Primary question: will restrictions on Twitter limit data mining (...)
Yes, this is technically feasible , but it will take years to use only one API access token. I mean here, probably more than 6 months of continuous run.
More precisely:
- node extraction (Twitter users) can be performed very quickly, because you will use the
users/lookup API endpoint, which allows you to extract 100 nodes per request and make 180 requests in 15 minutes of the window (for each access token) - retrieving edges (follow user relationships) is the slow part, you will use
friends/ids and followers/ids API endpoints, limited to 15 requests in 15 minutes and allowing you to extract followers from more than 5,000 friends for a unique user per request.
You can use the metadata of the nodes (descriptions of texts, locations, languages, time zones) to perform some interesting analysis without even having to extract the βgraphβ (follow the relationships between everyone)
The work around is to parallelize parts of the extraction by spreading the extraction through several access tokens. Seems compatible with me regarding terms of use if you respect secure accounts.
In any case, you should filter out the selection of edges for celebrities (you probably do not want to extract followers of hootsuite, there are almost 6 million of them).
disclaimer: self-promotion here: in case you do not want to develop it yourself, I could do the extraction for you and provide you with a graphic file, since I am extracting twitter columns on tribalytics . (I read this one and which before publication).
I am also trying to find out if there is any process to request higher speed limits for any research purpose.

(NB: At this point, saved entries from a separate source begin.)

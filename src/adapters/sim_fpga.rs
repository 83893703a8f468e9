//! Simulated FPGA adapter.
//!
//! Models the thermal ILC bus well enough to run the node without
//! hardware: mode-change frames update each ILC's mode, status requests
//! queue synthetic responses, and response reads drain them.  Reading more
//! words than are queued times out, as the real FIFO would.

use std::collections::VecDeque;
use std::time::Duration;

use log::{debug, info};

use crate::app::ports::FpgaPort;
use crate::config::MAX_ILCS;
use crate::error::HardwareError;
use crate::ilc::{
    FN_CHANGE_MODE, FN_REPORT_STATUS, IlcMode, MODE_WORDS, REQUEST_WORDS, StatusResponse,
};

#[derive(Debug)]
pub struct SimulatedFpga {
    initialized: bool,
    open: bool,
    modes: [IlcMode; MAX_ILCS],
    responses: VecDeque<u16>,
    cycle: u32,
}

impl Default for SimulatedFpga {
    fn default() -> Self {
        Self::new()
    }
}

impl SimulatedFpga {
    pub fn new() -> Self {
        Self {
            initialized: false,
            open: false,
            modes: [IlcMode::Standby; MAX_ILCS],
            responses: VecDeque::new(),
            cycle: 0,
        }
    }

    pub fn is_open(&self) -> bool {
        self.open
    }

    pub fn mode(&self, address: u8) -> Option<IlcMode> {
        (address as usize)
            .checked_sub(1)
            .and_then(|i| self.modes.get(i))
            .copied()
    }

    fn ensure_open(&self) -> Result<(), HardwareError> {
        if self.open {
            Ok(())
        } else {
            Err(HardwareError::NotOpen)
        }
    }

    fn slot(address: u16) -> Result<usize, HardwareError> {
        match address as usize {
            a @ 1..=MAX_ILCS => Ok(a - 1),
            _ => Err(HardwareError::FifoWrite),
        }
    }

    fn status_of(&self, address: u8) -> StatusResponse {
        let mode = self.modes[address as usize - 1];
        let enabled = mode == IlcMode::Enabled;
        // Slow sawtooth so consecutive cycles differ.
        let drift = (self.cycle % 50) as f32 / 100.0;
        StatusResponse {
            address,
            status: mode as u16,
            differential_temperature: if enabled { -0.25 + drift } else { 0.0 },
            fan_rpm: if enabled { 1200 + u16::from(address) } else { 0 },
            absolute_temperature: 20.0 + f32::from(address) / 10.0 + drift,
        }
    }
}

impl FpgaPort for SimulatedFpga {
    fn initialize(&mut self) -> Result<(), HardwareError> {
        self.initialized = true;
        Ok(())
    }

    fn open(&mut self, bitfile_dir: &str) -> Result<(), HardwareError> {
        if !self.initialized {
            return Err(HardwareError::Init("open before initialize"));
        }
        info!("SimulatedFpga: opened (bitfile dir '{}')", bitfile_dir);
        self.open = true;
        Ok(())
    }

    fn close(&mut self) -> Result<(), HardwareError> {
        self.ensure_open()?;
        self.open = false;
        self.responses.clear();
        Ok(())
    }

    fn finalize(&mut self) -> Result<(), HardwareError> {
        self.initialized = false;
        Ok(())
    }

    fn write_command_fifo(&mut self, data: &[u16], _timeout: Duration) -> Result<(), HardwareError> {
        self.ensure_open()?;
        if data.len() % MODE_WORDS != 0 {
            return Err(HardwareError::FifoWrite);
        }
        for frame in data.chunks_exact(MODE_WORDS) {
            let slot = Self::slot(frame[0])?;
            let mode = IlcMode::from_word(frame[2]).ok_or(HardwareError::FifoWrite)?;
            if frame[1] != FN_CHANGE_MODE {
                return Err(HardwareError::FifoWrite);
            }
            self.modes[slot] = mode;
        }
        debug!("SimulatedFpga: {} mode change(s)", data.len() / MODE_WORDS);
        Ok(())
    }

    fn write_request_fifo(&mut self, data: &[u16], _timeout: Duration) -> Result<(), HardwareError> {
        self.ensure_open()?;
        if data.len() % REQUEST_WORDS != 0 {
            return Err(HardwareError::FifoWrite);
        }
        self.cycle = self.cycle.wrapping_add(1);
        for frame in data.chunks_exact(REQUEST_WORDS) {
            if frame[1] != FN_REPORT_STATUS {
                return Err(HardwareError::FifoWrite);
            }
            let slot = Self::slot(frame[0])?;
            let words = self.status_of((slot + 1) as u8).to_words();
            self.responses.extend(words);
        }
        Ok(())
    }

    fn read_u16_response_fifo(
        &mut self,
        data: &mut [u16],
        _timeout: Duration,
    ) -> Result<(), HardwareError> {
        self.ensure_open()?;
        if self.responses.len() < data.len() {
            self.responses.clear();
            return Err(HardwareError::Timeout);
        }
        let n = data.len();
        for (dst, src) in data.iter_mut().zip(self.responses.drain(..n)) {
            *dst = src;
        }
        Ok(())
    }
}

Officially, there are no whitelisted apps with higher speed limits, for example, with the previous twitter API version. You should probably get in touch with Twitter and see if they can help you, since your work is aimed at an academic purpose.
Most likely, I will have to scale the project, which is OK
I would advise you to reduce your initial list of 600 users as much as you can . Just keep those who are truly central to your topic and whose audience is not too large. Extracting a local celebrity schedule will give you a schedule with many people who are not at all related to the population you want to study.